(Records for the task):
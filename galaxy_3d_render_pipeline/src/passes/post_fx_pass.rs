/// Post FX pass: hands the color attachment to the post-processing stack,
/// which writes the camera target.

use crate::error::{Galaxy3dError, Galaxy3dResult};
use crate::camera::Camera;
use crate::frame_config::FrameConfig;
use crate::passes::{required, CameraTextures};
use crate::post_fx::{PostFxFrame, PostFxStack};
use crate::render_graph::{GlobalBinding, RecordingScope};

pub struct PostFxPass;

impl PostFxPass {
    pub const NAME: &'static str = "Post FX";

    pub fn record<'a>(
        scope: &mut RecordingScope<'a>,
        post_fx_stack: &'a mut dyn PostFxStack,
        camera: &'a Camera,
        config: &'a FrameConfig,
        color_lut_resolution: u32,
        textures: &CameraTextures,
    ) -> Galaxy3dResult<()> {
        let settings = config.post_fx_settings.as_ref().ok_or_else(|| {
            Galaxy3dError::InvalidResource("post FX requested without post FX settings".to_string())
        })?;

        scope.record(
            Self::NAME,
            |builder| {
                let color = builder.read(required(textures.color_attachment, "color attachment")?)?;
                builder.read_binding(GlobalBinding::BufferSize);
                builder.read_binding(GlobalBinding::ColorAttachment);
                builder.write_binding(GlobalBinding::SourceTexture);
                Ok(color)
            },
            move |color, ctx| {
                let frame = PostFxFrame {
                    source: ctx.texture(*color)?,
                    camera,
                    buffer_settings: &config.buffer_settings,
                    buffer_size: config.buffer_size,
                    final_blend_mode: config.final_blend_mode,
                    settings,
                    color_lut_resolution,
                    keep_alpha: config.keep_alpha,
                };
                post_fx_stack.render(ctx, &frame)
            },
        )?;
        Ok(())
    }
}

(To do): In the entries above, find each line with the word "PostFxPass" and return it.

(Solution to this problem):
pub struct PostFxPass;
impl PostFxPass {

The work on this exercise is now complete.